FIGURE 45. Landscape of Thorns, one of the designs intended to warn future civilizations away from nuclear materials burial sites like Yucca Mountain. Concept by architect Michael Brill, art by Safdar Abidi.
(SAND92-1382. Sandia National Laboratories)
As an anthropologist on the team remarked, the essential concept is to identify the place itself as an urgent message for future civilizations. “We considered ourselves to be a powerful culture. But this place is not a place of honor.” What lies buried here “was dangerous and repulsive to us.”4Such a message would have struck a chord with ancient Greeks and Romans who visited the shrine where Philoctetes had dedicated his poison arrows, or with those who marveled at the tragic statue of Hercules in the burning cloak, listened in awe to the story of Glauke’s death, or pointed out the rock marking the place where Hercules had entombed the Hydra’s head.

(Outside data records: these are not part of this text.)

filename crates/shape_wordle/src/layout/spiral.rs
//! Curvature-adaptive spiral search.
//!
//! A word starts near its extreme point and is pushed along the iso-lines of the region's
//! distance field. The tangential step follows the local radius of curvature, estimated from
//! Sobel derivatives of the field, and a normal correction proportional to the swept angle
//! makes the path drift outward. The search stops at the first position where the word lies
//! inside its region and clears every obstacle.
use std::f32::consts::TAU;

use glam::Vec2;

use crate::field::DistanceField;
use crate::geometry::{crosses_boundary, Quad};
use crate::layout::boxes::{corner_points, polygons_overlap, word_polygons};
use crate::layout::LayoutContext;
use crate::words::Word;

const GRAD_X: [[f32; 3]; 3] = [[1.0, 2.0, 1.0], [0.0, 0.0, 0.0], [-1.0, -2.0, -1.0]];
const GRAD_Y: [[f32; 3]; 3] = [[1.0, 0.0, -1.0], [2.0, 0.0, -2.0], [1.0, 0.0, -1.0]];

/// Tangential step is `2 * pi * R / STEP_DIVISOR` for radius of curvature `R`.
const STEP_DIVISOR: f32 = 10.0;
const MAX_TANGENT_STEP: f32 = 1.2;
const MIN_TANGENT_STEP: f32 = 1.0;
const FALLBACK_TANGENT_STEP: f32 = 2.0;
const NORMAL_SPEED: f32 = 0.8;
const MIN_CURVATURE: f32 = 0.001;
/// Positions closer than this to the canvas edge are rejected.
const EDGE_MARGIN: f32 = 2.0;
/// Moves attempted per outer iteration before the word is tested.
pub const MOVES_PER_ITERATION: usize = 5;
/// Containment shrink for words whose weight is not the containment weight.
const CONTAINMENT_SHRINK: f32 = 0.9;

/// Second derivatives of the distance field.
#[derive(Clone, Copy, Debug, Default, PartialEq)]
pub struct Hessian {
    pub xx: f32,
    pub xy: f32,
    pub yy: f32,
}

fn gradient_at(field: &DistanceField, x: isize, y: isize) -> Vec2 {
    let mut grad = Vec2::ZERO;
    for i in 0..3 {
        for j in 0..3 {
            let local = -field.get(x + i as isize - 1, y + j as isize - 1);
            grad.x += local * GRAD_X[i][j];
            grad.y += local * GRAD_Y[i][j];
        }
    }
    grad
}

#[inline]
fn cell(p: Vec2) -> (isize, isize) {
    (p.x.floor() as isize, p.y.floor() as isize)
}

/// Sobel gradient of the negated distance field at the cell containing `p`.
///
/// The negation of this vector points toward the nearest boundary.
pub fn sdf_gradient(field: &DistanceField, p: Vec2) -> Vec2 {
    let (x, y) = cell(p);
    gradient_at(field, x, y)
}

/// Sobel derivatives of [`sdf_gradient`] around the cell containing `p`.
pub fn hessian(field: &DistanceField, p: Vec2) -> Hessian {
    let (x, y) = cell(p);
    let mut h = Hessian::default();
    for i in 0..3 {
        for j in 0..3 {
            let g = gradient_at(field, x + i as isize - 1, y + j as isize - 1);
            h.xx += g.x * GRAD_X[i][j];
            h.xy += g.x * GRAD_Y[i][j];
            h.yy += g.y * GRAD_Y[i][j];
        }
    }
    h
}

/// Signed angle from `a` to `b`, zero when either vector has no length.
fn swept_angle(a: Vec2, b: Vec2) -> f32 {
    let (la, lb) = (a.length(), b.length());
    if la <= f32::EPSILON || lb <= f32::EPSILON {
        return 0.0;
    }
    let theta = (a.dot(b) / la / lb).clamp(-1.0, 1.0).acos();
    if a.perp_dot(b) < 0.0 {
        -theta
    } else {
        theta
    }
}

/// One spiral step from `pos` around the extreme point `center`.
///
/// The normal correction grows with the angle the step sweeps as seen from `center`.
/// Returns `None` when the step would leave the canvas margin or the region interior.
pub fn iterate(
    field: &DistanceField,
    center: Vec2,
    pos: Vec2,
    width: usize,
    height: usize,
) -> Option<Vec2> {
    let raw = -sdf_gradient(field, pos);
    let (normal, len) = match raw.length() {
        l if l > f32::EPSILON => (raw, l),
        // Flat field: head away from the center.
        _ => ((pos - center).try_normalize().unwrap_or(Vec2::X), 1.0),
    };
    let tangent = normal.perp();

    let h = hessian(field, pos);
    let projected = Vec2::new(
        tangent.x * h.xx + tangent.y * h.xy,
        tangent.x * h.xy + tangent.y * h.yy,
    );
    let curvature = (tangent.dot(projected) / (len * len * len)).max(MIN_CURVATURE);
    let radius = 1.0 / curvature;
    let step = TAU * radius / STEP_DIVISOR;

    let mut dr = tangent * step / len;
    let dr_len = dr.length();
    if dr_len > MAX_TANGENT_STEP {
        dr *= MAX_TANGENT_STEP / dr_len;
    }
    if dr.length() < MIN_TANGENT_STEP {
        dr = tangent * FALLBACK_TANGENT_STEP / len;
    }

    let mut next = pos + dr;
    let dtheta = swept_angle(pos - center, next - center);
    next += (NORMAL_SPEED * dtheta).abs() * normal / len;

    let (w, h) = (width as f32, height as f32);
    if !next.is_finite()
        || next.x < EDGE_MARGIN
        || next.x > w - EDGE_MARGIN
        || next.y < EDGE_MARGIN
        || next.y > h - EDGE_MARGIN
        || field.value_at(next) <= 0.0
    {
        return None;
    }
    Some(next)
}

/// Returns `true` if the word rectangle lies inside `region_id` and crosses no contour.
///
/// Corners are shrunk toward the word center unless the word has the containment weight.
pub fn is_in_shape_word(word: &Word, ctx: &LayoutContext<'_>, region_id: usize) -> bool {
    let config = ctx.config;
    let ratio = if config.weight_is(word.weight, config.thresholds.containment_weight) {
        1.0
    } else {
        CONTAINMENT_SHRINK
    };
    let corners = corner_points(word, ratio);
    if !corners
        .iter()
        .all(|&c| ctx.region_map.is_in_region(c, region_id))
    {
        return false;
    }
    !ctx.regions.iter().any(|region| {
        (0..4).any(|i| crosses_boundary(&region.contour, corners[i], corners[(i + 1) % 4]))
    })
}

/// Places single words along the spiral of their region.
pub struct SpiralPlacer<'a> {
    ctx: LayoutContext<'a>,
}

impl<'a> SpiralPlacer<'a> {
    pub fn new(ctx: LayoutContext<'a>) -> Self {
        Self { ctx }
    }

    /// Moves `word` from its seeded position along the spiral around `center` until it fits
    /// inside `region_id` without touching any of `obstacles`.
    ///
    /// Returns the number of iterations used, or `None` when the iteration limit is reached.
    /// On success the word is marked placed.
    pub fn layout(
        &self,
        word: &mut Word,
        region_id: usize,
        center: Vec2,
        obstacles: &[Vec<Quad>],
    ) -> Option<usize> {
        let config = self.ctx.config;
        let field = &self.ctx.regions.get(region_id)?.field;
        let mut last_collided: Option<usize> = None;

        for n in 0..config.iteration_limit {
            for _ in 0..MOVES_PER_ITERATION {
                match iterate(field, center, word.position, config.width, config.height) {
                    Some(next) => word.position = next,
                    None => break,
                }
            }

            let polygons = word_polygons(word);
            if let Some(i) = last_collided {
                if polygons_overlap(&obstacles[i], &polygons) {
                    continue;
                }
            }
            if !is_in_shape_word(word, &self.ctx, region_id) {
                continue;
            }
            last_collided = obstacles
                .iter()
                .position(|obstacle| polygons_overlap(obstacle, &polygons));
            if last_collided.is_none() {
                word.placed = true;
                return Some(n + 1);
            }
        }
        None
    }
}
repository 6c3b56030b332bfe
use std::time::Duration;

use criterion::{Criterion, Throughput};

pub const SAMPLE_SIZE: usize = 20;
pub const WARM_UP: Duration = Duration::from_secs(1);
pub const MEASUREMENT_TIME: Duration = Duration::from_secs(2);

pub fn default_criterion() -> Criterion {
    Criterion::default()
        .configure_from_args()
        .sample_size(SAMPLE_SIZE)
        .warm_up_time(WARM_UP)
        .measurement_time(MEASUREMENT_TIME)
}

pub fn elements_throughput(elements: usize) -> Throughput {
    Throughput::Elements(elements.max(1) as u64)
}
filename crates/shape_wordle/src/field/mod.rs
//! Distance-field subsystem: dense per-region fields, pixel ownership and extreme points.
//!
//! Raw shape input ([`RegionShape`]) is turned into [`Region`]s by
//! [`preprocess_distance_field`]; the placement engine later reads the smoothed fields and
//! the [`RegionMap`].
pub mod extreme;
pub mod grid;
pub mod ownership;
pub mod preprocess;

pub use extreme::ExtremePoint;
pub use grid::{DistanceField, DistanceSample, BACKGROUND};
pub use ownership::RegionMap;
pub use preprocess::{
    preprocess_distance_field, preprocess_distance_field_with_events, Region, RegionShape,
};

If only it were so easy to extinguish the poisonous miasma of bio-toxic weapons, invented so long ago, by hiding them under mountains of solid rock. If only mythology really does possess the power to warn against the relentless advance of the dark sciences of war. Perhaps there is a ray of hope in the myth of Philoctetes, in his decision to dedicate the dreadful bow and arrows to a memorial of divine healing rather than pass the weapons on to a new generation of warriors. His act anticipates modern efforts to forge treaties in which nations could agree to halt the proliferation and deployment of biochemical and nuclear arms, and turn technological efforts to alleviating human suffering.
One can only hope that a deeper understanding of toxic warfare’s mythic origins and earliest historic realities might help divert the drive to transform all nature into a deadly arsenal into the search for better ways to heal. Then Appian’s sorrowful words about war, “They left nothing untried that was within the compass of human energy,” could refer to human ingenuity striving to turn nature’s forces to good.